For now, Model in the OD Python Framework can be an arbitrary string. This can change in future versions!


Dataset Structure

The Input and Output datasets are represented as onelogic.odpf.ODDataset.

Within Python script, datasets can use any Python / Numpy / Pandas data type available. As OD does not support all the various types mentioned before, datasets used for OD input / output are deserialized / serialized in following manner:

  • od_input
OD Type
ODDataset Column Type
INT
np.int64 / np.float64 (if None values present)
DOUBLE / Numeric
np.float64
DATETIME
np.datetime64
STRING
np.object
  • od_output
ODDataset Column Type
OD Type
any integer type
INT
any floating point type
DOUBLE
any datetime type
DATETIME
np.object / string type
STRING


Available Operations

Create new dataset

A new dataset can be created in two ways:

  • 2D matrix representation of data (list of rows where each row is a list of column values) and list of column names
from onelogic.odpf.common import ODDataset
from datetime import datetime

dataset = ODDataset([[1, 2.0, "test", datetime.now()],
                     [2, 3.0, "sample", datetime.now()]],
                    ["int_col", "double_col", "str_col", "timestamp_col"])

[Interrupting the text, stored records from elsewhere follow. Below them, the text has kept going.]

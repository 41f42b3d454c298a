// ==========================================
// 待打包订单发运系统 - 配置读取 Trait
// ==========================================
// 职责: 定义导入/发运模块所需的配置读取接口（不包含实现）
// 红线: 不包含配置写入、不包含业务逻辑
// ==========================================

use crate::config::error::ConfigResult;
use crate::domain::ColumnMode;
use async_trait::async_trait;
use std::time::Duration;

// ==========================================
// 承运商连接参数
// ==========================================
#[derive(Debug, Clone, PartialEq, Eq)]
pub struct CarrierSettings {
    pub endpoint_url: String,
    pub client_code: String,
    pub soap_action: String,
    pub namespace: String,
    pub timeout: Duration,
}

// ==========================================
// 重试参数
// ==========================================
#[derive(Debug, Clone, Copy, PartialEq, Eq)]
pub struct RetrySettings {
    pub max_attempts: u32,
    pub initial_delay: Duration,
    pub max_delay: Duration,
}

// ==========================================
// DispatchConfigReader Trait
// ==========================================
// 用途: 导入/暂存/发运所需的配置读取接口
// 实现者: ConfigManager（从 config_kv 表读取）
#[async_trait]
pub trait DispatchConfigReader: Send + Sync {
    // ===== 导入配置 =====

    /// 获取列定位模式
    ///
    /// # 默认值
    /// - HEADER
    async fn get_column_mode(&self) -> ConfigResult<ColumnMode>;

    /// 获取暂存批次有效期
    ///
    /// # 默认值
    /// - 120 分钟
    async fn get_staging_ttl(&self) -> ConfigResult<Duration>;

    // ===== 发运配置 =====

    /// 获取单个发运分组允许的最大 UCC 数（None 表示不限）
    ///
    /// # 默认值
    /// - 0（不限）
    async fn get_max_items_per_shipment(&self) -> ConfigResult<Option<usize>>;

    /// 获取承运商连接参数
    async fn get_carrier_settings(&self) -> ConfigResult<CarrierSettings>;

    /// 获取重试参数
    ///
    /// # 默认值
    /// - 3 次，初始 500ms，上限 5000ms
    async fn get_retry_settings(&self) -> ConfigResult<RetrySettings>;

    // ===== 补货完成配置 =====

    /// 获取补货完成服务地址
    async fn get_supply_completion_url(&self) -> ConfigResult<String>;
}

// 共享配置读取器（Arc<ConfigManager> / Arc<dyn DispatchConfigReader>）
#[async_trait]
impl<T> DispatchConfigReader for std::sync::Arc<T>
where
    T: DispatchConfigReader + ?Sized,
{
    async fn get_column_mode(&self) -> ConfigResult<ColumnMode> {
        (**self).get_column_mode().await
    }

    async fn get_staging_ttl(&self) -> ConfigResult<Duration> {
        (**self).get_staging_ttl().await
    }

    async fn get_max_items_per_shipment(&self) -> ConfigResult<Option<usize>> {
        (**self).get_max_items_per_shipment().await
    }

    async fn get_carrier_settings(&self) -> ConfigResult<CarrierSettings> {
        (**self).get_carrier_settings().await
    }

    async fn get_retry_settings(&self) -> ConfigResult<RetrySettings> {
        (**self).get_retry_settings().await
    }

    async fn get_supply_completion_url(&self) -> ConfigResult<String> {
        (**self).get_supply_completion_url().await
    }
}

from onelogic.odpf.common import ODDataset
from datetime import datetime
from pandas import DataFrame

d = {'int_col': [1, 2], 'double_col': [2.0, 3.0], 'str_col': ['test', 'sample'], 
     'timestamp_col': [datetime.now(), datetime.now()]}
dataset = ODDataset(DataFrame(data=d))


Current restrictions:

  • If content is passed as 2D matrix, column names must be specified and have the same size as each row
  • Data types in columns must be of supported type


Get list of column names

To retrieve a list of the dataset's column names call:

column_names = dataset.column_names()


Get dataset as 2D matrix

To retrieve values of the dataset as a list of rows where each row is a list of column values (in same order as column names), call:

matrix = dataset.get_as_matrix()


Get dataset as Pandas DataFrame

To retrieve the values of a dataset as Pandas DataFrame call:

matrix = dataset.get_as_pandas()


Important: Columns in the returned Pandas DataFrame are in arbitrary order, so to access values of specific columns, the column name should be used instead of indexes.


Restrictions

get_as_* Operations

Calling any of the get_as_* operations on an ODDataset returns a copy of the dataset's actual state. After this, any changes done to a 2D matrix or a DataFrame version of the dataset are not synchronized with the original!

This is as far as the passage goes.